=== Task details ===
Only a number is expected: how many lines in the data below contain the word "bool".

=== Records shown ===
- - - - -
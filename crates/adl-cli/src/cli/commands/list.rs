//! `adl list [run-id]` – show the artifacts of a run.

use adl_core::artifact::ArtifactDescriptor;
use adl_core::config::AdlConfig;
use adl_core::platform::Platform;
use adl_core::remote::HttpPlatform;
use anyhow::{Context, Result};

use super::resolve_repo;

fn format_rows(artifacts: &[ArtifactDescriptor], all: bool) -> Vec<String> {
    artifacts
        .iter()
        .filter(|a| all || !a.expired)
        .map(|a| {
            let state = if a.expired { "expired" } else { "" };
            format!("{:<40} {:>12} {}", a.name, a.size_in_bytes, state)
                .trim_end()
                .to_string()
        })
        .collect()
}

pub async fn run_list(
    cfg: &AdlConfig,
    run_id: Option<String>,
    repo: Option<&str>,
    all: bool,
) -> Result<()> {
    let platform = HttpPlatform::new(cfg, resolve_repo(cfg, repo)?);
    let artifacts = tokio::task::spawn_blocking(move || platform.list(run_id.as_deref()))
        .await
        .context("list task join")?
        .context("error fetching artifacts")?;

    let rows = format_rows(&artifacts, all);
    if rows.is_empty() {
        println!("No artifacts found.");
    } else {
        println!("{:<40} {:>12} {}", "NAME", "SIZE", "STATE");
        for row in rows {
            println!("{}", row);
        }
    }
    Ok(())
}
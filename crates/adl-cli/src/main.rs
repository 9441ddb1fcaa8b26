use adl_core::logging;

mod cli;

use crate::cli::CliCommand;

#[tokio::main]
async fn main() {
    // Initialize logging as early as possible; fall back to stderr if the state dir is unusable.
    if logging::init_logging().is_err() {
        logging::init_logging_stderr();
    }

    if let Err(err) = CliCommand::run_from_args().await {
        eprintln!("adl error: {:#}", err);
        std::process::exit(1);
    }
}
//! CLI parse tests.

use super::{Cli, CliCommand};
use clap::Parser;

pub(super) fn parse(args: &[&str]) -> CliCommand {
    let cli = Cli::try_parse_from(args).unwrap();
    cli.command
}
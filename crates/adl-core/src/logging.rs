//! Logging init: file under XDG state dir, or graceful fallback to stderr.

use anyhow::Result;
use std::fs;
use std::io;
use tracing_subscriber::fmt::writer::BoxMakeWriter;
use tracing_subscriber::fmt::MakeWriter;
use tracing_subscriber::EnvFilter;

const DEFAULT_FILTER: &str = "info,adl=debug,adl_core=debug";

/// Writer that is either the log file or stderr (used when the file handle can't be cloned).
enum FileOrStderr {
    File(fs::File),
    Stderr,
}

impl io::Write for FileOrStderr {
    fn write(&mut self, buf: &[u8]) -> io::Result<usize> {
        match self {
            FileOrStderr::File(f) => f.write(buf),
            FileOrStderr::Stderr => io::stderr().lock().write(buf),
        }
    }

    fn flush(&mut self) -> io::Result<()> {
        match self {
            FileOrStderr::File(f) => f.flush(),
            FileOrStderr::Stderr => io::stderr().lock().flush(),
        }
    }
}

struct FileMakeWriter(fs::File);

impl<'a> MakeWriter<'a> for FileMakeWriter {
    type Writer = FileOrStderr;

    fn make_writer(&'a self) -> Self::Writer {
        self.0
            .try_clone()
            .map(FileOrStderr::File)
            .unwrap_or(FileOrStderr::Stderr)
    }
}

fn env_filter() -> EnvFilter {
    EnvFilter::try_from_default_env().unwrap_or_else(|_| EnvFilter::new(DEFAULT_FILTER))
}

/// Initialize structured logging to `~/.local/state/adl/adl.log`.
/// On failure (e.g. state dir unwritable) returns Err so the caller can fall back to stderr.
pub fn init_logging() -> Result<()> {
    let xdg_dirs = xdg::BaseDirectories::with_prefix("adl")?;
    let log_file_path = xdg_dirs.place_state_file("adl.log")?;

    let file = fs::OpenOptions::new()
        .create(true)
        .append(true)
        .open(&log_file_path)?;

    tracing_subscriber::fmt()
        .with_env_filter(env_filter())
        .with_writer(BoxMakeWriter::new(FileMakeWriter(file)))
        .with_ansi(false)
        .init();

    tracing::info!("adl logging initialized at {}", log_file_path.display());
    Ok(())
}

/// Initialize logging to stderr only. Used when `init_logging` fails so the CLI keeps working.
pub fn init_logging_stderr() {
    tracing_subscriber::fmt()
        .with_env_filter(env_filter())
        .with_writer(io::stderr)
        .with_ansi(false)
        .init();
}
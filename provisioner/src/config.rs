//! Provisioner configuration

use anyhow::{Context, Result};
use serde::{Deserialize, Serialize};
use solana_sdk::pubkey::Pubkey;
use std::str::FromStr;

#[derive(Debug, Clone, Serialize, Deserialize)]
pub struct Config {
    /// RPC URL for Solana cluster
    pub rpc_url: String,

    /// Network label, recorded in snapshots and snapshot filenames
    pub network: String,

    /// CLMM program ID to provision against
    pub program_id: Pubkey,

    /// Payer/authority wallet keypair path
    pub keypair_path: String,

    /// Directory snapshot files are written into
    pub output_dir: String,

    /// Request an airdrop before provisioning if the payer is low
    pub request_airdrop: bool,

    /// Payer balance below which an airdrop is requested (lamports)
    pub min_balance_lamports: u64,

    /// Fail the process (exit nonzero) when the workflow is aborted
    /// by a remote-call failure. Off by default: a captured failure
    /// is recorded in the error snapshot and the process exits 0.
    pub exit_nonzero_on_failure: bool,
}

impl Config {
    /// Load configuration from TOML file
    pub fn load() -> Result<Self> {
        let config_path = std::env::var("PROVISIONER_CONFIG")
            .unwrap_or_else(|_| "provisioner-config.toml".to_string());

        let config_str = std::fs::read_to_string(&config_path)
            .context(format!("Failed to read config file: {}", config_path))?;

        let config: Config = toml::from_str(&config_str)
            .context("Failed to parse config TOML")?;

        Ok(config)
    }

    /// Create default configuration
    pub fn default_devnet() -> Self {
        Self {
            rpc_url: "https://api.devnet.solana.com".to_string(),
            network: "devnet".to_string(),
            program_id: Pubkey::from_str("8omdpoCLrwZPPvVDrLujvxdTRWCrkTNDFsXFmPyaNNfS")
                .unwrap(),
            keypair_path: "~/.config/solana/id.json".to_string(),
            output_dir: ".".to_string(),
            request_airdrop: true,
            min_balance_lamports: 2_000_000_000, // 2 SOL
            exit_nonzero_on_failure: false,
        }
    }

    /// Write default config to file
    pub fn write_default(path: &str) -> Result<()> {
        let config = Self::default_devnet();
        let toml_str = toml::to_string_pretty(&config)
            .context("Failed to serialize config")?;

        std::fs::write(path, toml_str)
            .context(format!("Failed to write config to {}", path))?;

        log::info!("Created default config at {}", path);
        Ok(())
    }
}
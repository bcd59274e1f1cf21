//! Identity type bounds shared by cookies, sessions, and the middleware.

// crates.io
use serde::{Serialize, de::DeserializeOwned};

/// A unique identifier assigned to each user, associable with any number of
/// sessions. Typically a row id from the user database.
///
/// The blanket impl covers every copyable, comparable, serde-round-trippable
/// scalar, which in practice means the unsigned and signed integer types
/// services actually key users by.
pub trait Identity: Copy + Eq + Send + Sync + Serialize + DeserializeOwned + 'static {}

impl<T> Identity for T where T: Copy + Eq + Send + Sync + Serialize + DeserializeOwned + 'static {}
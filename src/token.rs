//! Opaque secret tokens for sessions and nonces.

// std
use std::fmt::{Debug, Formatter, Result as FmtResult};
// crates.io
use serde::{Deserialize, Serialize};
use uuid::Uuid;

/// An opaque secret value, such as a session token or a nonce.
///
/// The `Debug` implementation redacts the inner value so a secret cannot leak
/// through logs or panic messages; call [`Secret::expose`] where the raw
/// string is genuinely needed (cache keys, wire encoding).
#[derive(Clone, PartialEq, Eq, Hash, Serialize, Deserialize)]
#[serde(transparent)]
pub struct Secret(String);
impl Secret {
	/// Wrap an existing string as a secret.
	pub fn new(value: impl Into<String>) -> Self {
		Self(value.into())
	}

	/// Mint a fresh cryptographically random secret (UUIDv4).
	pub fn random() -> Self {
		Self(Uuid::new_v4().to_string())
	}

	/// Read the underlying value.
	pub fn expose(&self) -> &str {
		&self.0
	}
}
impl Debug for Secret {
	fn fmt(&self, f: &mut Formatter<'_>) -> FmtResult {
		write!(f, "Secret(<redacted>)")
	}
}
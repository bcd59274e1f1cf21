//! Integration tests for the session-resolving middleware.

// std
use std::{sync::Arc, time::Duration};
// crates.io
use axum::{
	Extension, Router,
	body::Body,
	http::{Request, StatusCode, header::COOKIE},
	middleware::from_fn_with_state,
	routing::get,
};
use http_body_util::BodyExt;
use oauth_sessions::{
	CookieFactory, CookiePayload, Secret, SessionState, Sessions, TtlCache, attach_session,
};
use tower::ServiceExt;

async fn whoami(Extension(session): Extension<SessionState<u64>>) -> String {
	match session.identity() {
		Some(id) => format!("active:{id}"),
		None => "inactive".to_string(),
	}
}

fn test_app() -> (Arc<Sessions<u64>>, Router) {
	let factory = CookieFactory::new("session-token").with_secure(false);
	let sessions = Arc::new(Sessions::new(factory, Arc::new(TtlCache::new())));
	let app = Router::new()
		.route("/whoami", get(whoami))
		.layer(from_fn_with_state(sessions.clone(), attach_session::<u64>));

	(sessions, app)
}

async fn body_text(app: Router, request: Request<Body>) -> (StatusCode, String) {
	let response = app.oneshot(request).await.expect("response");
	let status = response.status();
	let bytes = response.into_body().collect().await.expect("body").to_bytes();

	(status, String::from_utf8(bytes.to_vec()).expect("utf8 body"))
}

fn plain_request() -> Request<Body> {
	Request::builder().uri("/whoami").body(Body::empty()).expect("request")
}

fn request_with_cookie(value: &str) -> Request<Body> {
	Request::builder()
		.uri("/whoami")
		.header(COOKIE, format!("session-token={value}"))
		.body(Body::empty())
		.expect("request")
}

#[tokio::test]
async fn request_without_cookie_reaches_handler_as_inactive() {
	let _ = tracing_subscriber::fmt::try_init();

	let (_sessions, app) = test_app();
	let (status, body) = body_text(app, plain_request()).await;

	assert_eq!(status, StatusCode::OK);
	assert_eq!(body, "inactive");
}

#[tokio::test]
async fn live_session_cookie_resolves_to_identity() {
	let (sessions, app) = test_app();
	let cookie = sessions.create(12345, Duration::from_secs(3600)).expect("cookie");
	let (status, body) = body_text(app, request_with_cookie(cookie.value())).await;

	assert_eq!(status, StatusCode::OK);
	assert_eq!(body, "active:12345");
}

#[tokio::test]
async fn undecodable_cookie_is_treated_as_no_session() {
	let (_sessions, app) = test_app();
	let (status, body) = body_text(app, request_with_cookie("garbage-not-base64")).await;

	assert_eq!(status, StatusCode::OK);
	assert_eq!(body, "inactive");
}

#[tokio::test]
async fn tampered_identity_is_treated_as_no_session() {
	let (sessions, app) = test_app();
	let cookie = sessions.create(12345, Duration::from_secs(3600)).expect("cookie");

	// re-encode the payload claiming someone else's identity
	let payload = CookiePayload::<u64>::decode(cookie.value()).expect("payload");
	let forged =
		CookiePayload { token: payload.token, user_id: 99999_u64 }.encode().expect("encode");
	let (status, body) = body_text(app, request_with_cookie(&forged)).await;

	assert_eq!(status, StatusCode::OK);
	assert_eq!(body, "inactive");
}

#[tokio::test]
async fn unknown_token_is_treated_as_no_session() {
	let (_sessions, app) = test_app();
	let forged = CookiePayload { token: Secret::random(), user_id: 12345_u64 }
		.encode()
		.expect("encode");
	let (status, body) = body_text(app, request_with_cookie(&forged)).await;

	assert_eq!(status, StatusCode::OK);
	assert_eq!(body, "inactive");
}

#[tokio::test]
async fn expired_session_is_treated_as_no_session() {
	let (sessions, app) = test_app();
	let cookie = sessions.create(12345, Duration::ZERO).expect("cookie");
	let (status, body) = body_text(app, request_with_cookie(cookie.value())).await;

	assert_eq!(status, StatusCode::OK);
	assert_eq!(body, "inactive");
}
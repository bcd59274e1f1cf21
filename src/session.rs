//! Session creation and token/identity matching.

// crates.io
use cookie::Cookie;
// self
use crate::{_prelude::*, cache::Cache, cookies::CookieFactory, identity::Identity, token::Secret};

/// Manages sessions and the cookies associated with those sessions.
///
/// `Sessions` owns a [`CookieFactory`] to bake cookies and a [`Cache`]
/// mapping each minted session token to the identity it was issued for. The
/// cache decides durability: the in-memory [`TtlCache`](crate::cache::TtlCache)
/// forgets everything on restart, an external store survives it.
pub struct Sessions<U> {
	cache: Arc<dyn Cache<U>>,
	cookies: CookieFactory,
}
impl<U> Sessions<U>
where
	U: Identity,
{
	/// Create a session store from a cookie factory and a token cache.
	pub fn new(cookies: CookieFactory, cache: Arc<dyn Cache<U>>) -> Self {
		Self { cache, cookies }
	}

	/// Name of the cookie this store issues and recognizes.
	pub fn cookie_name(&self) -> &str {
		self.cookies.name()
	}

	/// Create a session for `id` lasting `ttl`, returning the cookie to set.
	///
	/// Mints a fresh random token, records `token -> id` in the cache, and
	/// bakes the cookie carrying both.
	pub fn create(&self, id: U, ttl: Duration) -> Result<Cookie<'static>> {
		let token = Secret::random();
		let cookie = self.cookies.create(id, &token, ttl)?;

		self.cache.put(token.expose(), id, ttl);

		Ok(cookie)
	}

	/// Verify that `token` still maps to the claimed identity `id`.
	///
	/// Fails with [`Error::SessionNotFound`] when the token is unknown or
	/// expired, and with [`Error::SessionNotMatch`] when the token exists but
	/// is bound to a different identity, a sign of tampering or reuse across
	/// accounts.
	pub fn matches(&self, id: U, token: &Secret) -> Result<()> {
		match self.cache.get(token.expose()) {
			None => Err(Error::SessionNotFound),
			Some(actual) if actual != id => Err(Error::SessionNotMatch),
			Some(_) => Ok(()),
		}
	}
}

#[cfg(test)]
mod tests {
	// crates.io
	use cookie::time::OffsetDateTime;
	// self
	use super::*;
	use crate::{cache::TtlCache, cookies::CookiePayload};

	fn test_sessions() -> Sessions<u64> {
		let factory = CookieFactory::new("session-token")
			.with_clock(Arc::new(|| OffsetDateTime::from_unix_timestamp(1_735_732_800).unwrap()));

		Sessions::new(factory, Arc::new(TtlCache::new()))
	}

	#[test]
	fn create_stores_token_and_bakes_cookie() {
		let sessions = test_sessions();
		let cookie = sessions.create(12345, Duration::from_secs(3600)).expect("cookie");

		assert_eq!(cookie.name(), "session-token");

		let payload = CookiePayload::<u64>::decode(cookie.value()).expect("payload");

		assert!(sessions.matches(12345, &payload.token).is_ok());
	}

	#[test]
	fn matches_distinguishes_not_found_from_not_match() {
		let sessions = test_sessions();
		let cookie = sessions.create(12345, Duration::from_secs(3600)).expect("cookie");
		let payload = CookiePayload::<u64>::decode(cookie.value()).expect("payload");

		assert!(matches!(sessions.matches(99999, &payload.token), Err(Error::SessionNotMatch)));

		let unrelated = Secret::random();

		assert!(matches!(sessions.matches(12345, &unrelated), Err(Error::SessionNotFound)));
	}

	#[test]
	fn matches_fails_after_token_expiry() {
		// zero ttl expires the record immediately
		let sessions = test_sessions();
		let cookie = sessions.create(12345, Duration::ZERO).expect("cookie");
		let payload = CookiePayload::<u64>::decode(cookie.value()).expect("payload");

		assert!(matches!(sessions.matches(12345, &payload.token), Err(Error::SessionNotFound)));
	}
}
- - - - -
=== Result of the exercise ===
4